Col Lind asked Pte Manning - who during the pretrial phase had read a lengthy statement confessing to most of the leaking with which he had been charged and explaining his motivations - to verify that he had chosen not to testify in his defence.

“That’s correct, Your Honor,” he replied. It is not clear whether the defence will seek to put on a rebuttal case before closing arguments. The trial will resume next week.

Prof Benkler’s testimony briefly shifted the focus back to WikiLeaks, which in 2010 enjoyed fame and endured criticism over the leaks of hundreds of thousands of secret US military and diplomatic files. The trial has served to emphasize that Pte Manning was the real catalyst for the leaks.

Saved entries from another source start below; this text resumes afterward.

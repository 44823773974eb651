// src/auth/password.rs
use argon2::password_hash::{PasswordHash, PasswordHasher, PasswordVerifier, SaltString};
use argon2::Argon2;
use rand::rngs::OsRng;
use rand::RngCore;

use crate::errors::ServerError;

/// Argon2id with default parameters; returns a PHC string.
pub fn hash_password(password: &str) -> Result<String, ServerError> {
    let mut salt_bytes = [0u8; 16];
    OsRng.fill_bytes(&mut salt_bytes);
    let salt = SaltString::encode_b64(&salt_bytes).map_err(|_| ServerError::InternalError)?;

    Argon2::default()
        .hash_password(password.as_bytes(), &salt)
        .map(|h| h.to_string())
        .map_err(|_| ServerError::InternalError)
}

/// A malformed stored hash verifies as false.
pub fn verify_password(password: &str, stored: &str) -> bool {
    match PasswordHash::new(stored) {
        Ok(parsed) => Argon2::default()
            .verify_password(password.as_bytes(), &parsed)
            .is_ok(),
        Err(_) => false,
    }
}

A prosecutor, Capt Joe Morrow, asked Prof Benkler whether he agreed that the release of documents in bulk was not journalism. Prof Benkler disagreed. Sometimes, he said, a database holds important information even though no single document is newsworthy by itself.

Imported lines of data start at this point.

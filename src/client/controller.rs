// src/client/controller.rs
use crate::client::backend::SearchBackend;
use crate::client::debounce::Debouncer;
use crate::domain::Property;
use crate::search::{
    filter_properties, paginate, FilterCriteria, FilterField, Page, PageRequest, SampleDataset,
};
use std::sync::atomic::{AtomicBool, AtomicU64, Ordering};
use std::sync::{Arc, Mutex};
use std::thread;
use std::time::Duration;
use tracing::{debug, warn};

/// Where a delivered page came from.
#[derive(Debug, Clone, Copy, PartialEq, Eq)]
pub enum ResultSource {
    Remote,
    LocalFallback,
}

/// A result page handed to the `on_result` callback.
#[derive(Debug, Clone)]
pub struct SearchOutcome {
    /// Sequence number of the request that produced this page.
    pub seq: u64,
    pub criteria: FilterCriteria,
    pub page: Page<Property>,
    pub source: ResultSource,
}

type ResultSink = Box<dyn Fn(SearchOutcome) + Send + Sync>;

#[derive(Debug, Clone)]
struct Snapshot {
    criteria: FilterCriteria,
    page: PageRequest,
}

/// State shared with the debounce worker and in-flight request threads.
struct Shared {
    backend: Arc<dyn SearchBackend>,
    fallback: Arc<SampleDataset>,
    on_result: ResultSink,
    latest_seq: AtomicU64,
    /// Sequence number of the last page handed to `on_result`. Held while
    /// the callback runs so deliveries are applied in issue order.
    delivered: Mutex<u64>,
    closed: AtomicBool,
}

impl Shared {
    /// Start a request on its own thread. Its result is delivered only if
    /// no later request was issued in the meantime.
    fn issue(self: &Arc<Self>, snapshot: Snapshot) {
        let seq = self.latest_seq.fetch_add(1, Ordering::SeqCst) + 1;
        debug!(seq, criteria = ?snapshot.criteria, "issuing search request");

        let shared = Arc::clone(self);
        let spawned = thread::Builder::new()
            .name(format!("search-request-{seq}"))
            .spawn(move || shared.run(seq, snapshot));

        if let Err(e) = spawned {
            warn!(seq, error = %e, "could not spawn request thread");
        }
    }

    fn run(&self, seq: u64, snapshot: Snapshot) {
        let Snapshot { criteria, page } = snapshot;

        let (result, source) = match self.backend.fetch(&criteria, page) {
            Ok(result) => (result, ResultSource::Remote),
            Err(e) => {
                warn!(seq, error = %e, "search request failed, filtering locally");
                let local = filter_properties(self.fallback.all().to_vec(), &criteria);
                (paginate(local, page), ResultSource::LocalFallback)
            }
        };

        let mut delivered = self
            .delivered
            .lock()
            .unwrap_or_else(|poisoned| poisoned.into_inner());

        if self.closed.load(Ordering::SeqCst) {
            return;
        }
        if self.latest_seq.load(Ordering::SeqCst) != seq || seq <= *delivered {
            debug!(seq, "dropping superseded search response");
            return;
        }
        *delivered = seq;

        (self.on_result)(SearchOutcome {
            seq,
            criteria,
            page: result,
            source,
        });
    }
}

/// Holds the current filters and page, and turns edits into queries:
/// field edits are debounced, explicit actions query at once.
pub struct SearchController {
    criteria: FilterCriteria,
    page: usize,
    limit: usize,
    shared: Arc<Shared>,
    debouncer: Debouncer<Snapshot>,
}

impl SearchController {
    pub fn new<F>(
        backend: Arc<dyn SearchBackend>,
        fallback: Arc<SampleDataset>,
        debounce: Duration,
        on_result: F,
    ) -> Self
    where
        F: Fn(SearchOutcome) + Send + Sync + 'static,
    {
        let shared = Arc::new(Shared {
            backend,
            fallback,
            on_result: Box::new(on_result),
            latest_seq: AtomicU64::new(0),
            delivered: Mutex::new(0),
            closed: AtomicBool::new(false),
        });

        let worker_shared = Arc::clone(&shared);
        let debouncer = Debouncer::new(debounce, move |snapshot| worker_shared.issue(snapshot));

        let defaults = PageRequest::default();
        Self {
            criteria: FilterCriteria::default(),
            page: defaults.page(),
            limit: defaults.limit(),
            shared,
            debouncer,
        }
    }

    /// Change the page size and fetch its first page now.
    pub fn set_page_size(&mut self, limit: usize) {
        self.limit = PageRequest::new(1, limit).limit();
        self.page = 1;
        self.debouncer.fire_now(self.snapshot());
    }

    #[cfg(test)]
    pub fn page(&self) -> usize {
        self.page
    }

    /// Edit one field. Resets to page 1. Clearing the last active filter
    /// fetches the unfiltered list immediately; other edits are debounced.
    pub fn set_filter(&mut self, field: FilterField, raw: &str) {
        self.criteria.set(field, raw);
        self.page = 1;

        if self.criteria.is_empty() {
            self.debouncer.fire_now(self.snapshot());
        } else {
            self.debouncer.schedule(self.snapshot());
        }
    }

    /// Explicit search: skips the debounce delay.
    pub fn submit(&mut self) {
        self.debouncer.fire_now(self.snapshot());
    }

    /// Drop every filter and fetch the first unfiltered page now.
    pub fn clear(&mut self) {
        self.criteria = FilterCriteria::default();
        self.page = 1;
        self.debouncer.fire_now(self.snapshot());
    }

    pub fn set_page(&mut self, page: usize) {
        self.page = PageRequest::new(page, self.limit).page();
        self.debouncer.fire_now(self.snapshot());
    }

    fn snapshot(&self) -> Snapshot {
        Snapshot {
            criteria: self.criteria.clone(),
            page: PageRequest::new(self.page, self.limit),
        }
    }
}

impl Drop for SearchController {
    fn drop(&mut self) {
        self.shared.closed.store(true, Ordering::SeqCst);
    }
}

As an example, he cited an analysis by the group Iraq Body Count of the logs of Iraq War incidents, which Pte Manning leaked, that suggested there had been far higher civilian casualties than officials had estimated. Prof Benkler has written opinion articles criticising the severe charges leveled against Pte Manning as a threat to investigative journalism. Tracing the history of WikiLeaks' activities, Prof Benkler said it had initially encountered skepticism over the authenticity of the documents it published.

Then, he said, after it had published dozens of documents without having to retract any, it was increasingly accepted as a legitimate journalistic player. The third phase, he said, came after it began publishing the files Pte Manning provided.

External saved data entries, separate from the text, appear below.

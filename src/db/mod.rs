pub mod cart;
pub mod connection;
pub mod properties;
pub mod users;

pub use connection::{init_db, Database};
pub use properties::replace_all_properties;
// src/search/filter.rs
use crate::domain::Property;
use crate::search::criteria::FilterCriteria;

/// Keep the properties that satisfy every present constraint, in input order.
pub fn filter_properties(properties: Vec<Property>, criteria: &FilterCriteria) -> Vec<Property> {
    if criteria.is_empty() {
        return properties;
    }

    let matcher = Matcher::new(criteria);
    properties.into_iter().filter(|p| matcher.matches(p)).collect()
}

/// Criteria with the text needles lowercased once per request.
struct Matcher<'a> {
    criteria: &'a FilterCriteria,
    search: Option<String>,
    location: Option<String>,
    property_type: Option<String>,
}

impl<'a> Matcher<'a> {
    fn new(criteria: &'a FilterCriteria) -> Self {
        let lower = |s: &Option<String>| s.as_deref().map(str::to_lowercase);
        Self {
            criteria,
            search: lower(&criteria.search),
            location: lower(&criteria.location),
            property_type: lower(&criteria.property_type),
        }
    }

    fn matches(&self, p: &Property) -> bool {
        if let Some(needle) = &self.search {
            let hit = contains_ci(&p.title, needle)
                || contains_ci(&p.location, needle)
                || contains_ci(&p.description, needle);
            if !hit {
                return false;
            }
        }

        if let Some(needle) = &self.location {
            if !contains_ci(&p.location, needle) {
                return false;
            }
        }

        if let Some(needle) = &self.property_type {
            if !contains_ci(p.property_type.as_str(), needle) {
                return false;
            }
        }

        if let Some(min_beds) = self.criteria.bedrooms {
            if p.bedrooms < min_beds {
                return false;
            }
        }

        if self.criteria.has_price_range() {
            // An unreadable price cannot be shown to fall inside the range.
            let Some(price) = p.price_value() else {
                return false;
            };
            let min = self.criteria.min_price.unwrap_or(0);
            let max = self.criteria.max_price.unwrap_or(u64::MAX);
            if price < min || price > max {
                return false;
            }
        }

        true
    }
}

/// `needle` must already be lowercase.
fn contains_ci(haystack: &str, needle: &str) -> bool {
    haystack.to_lowercase().contains(needle)
}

US government officials and lawmakers began denouncing the organisation. vice-president Joe Biden, for example, called its leader, Julian Assange, a "high-tech terrorist," and the chairman of the Joint Chiefs of Staff, Adm Mike Mullen, said it might have "blood on its hands," although defense secretary Robert M Gates later conceded that some of the reaction had been "overwrought."

But such claims were amplified, Prof Benkler noted, by commentators on Fox News and in the Weekly Standard, among other outlets, who sharply criticised WikiLeaks.

Its journalistic reputation was also undercut by two prominent articles published by The New York Times - an opinion column by Thomas L Friedman and a lengthy first-person magazine article by Bill Keller, the paper's executive editor at the time - portraying the group as anarchists and "a secretive cadre of anti-secrecy vigilantes."

At the same time, Prof Benkler said, many other news organisations were inaccurately reporting that WikiLeaks had put online 250,000 cables, even though at that point it had published only 272 cables that were chosen and simultaneously published by the traditional news organisations that had obtained advance access to them. WikiLeaks did ultimately release all the cables, although it blamed an editor at The Guardian for inadvertently revealing a password that made their release inevitable.

Despite the criticism WikiLeaks has endured, Prof Benkler said the model it had developed was likely to endure. “WikiLeaks may fail in the future because of all these events, but the model of some form of decentralised leaking, that is secure technologically and allows for collaboration among different media in different countries, that’s going to survive, and somebody else will build it,” he said. “But WikiLeaks played that critical role of that particular critical component of what muckraking and investigative journalism has always done.”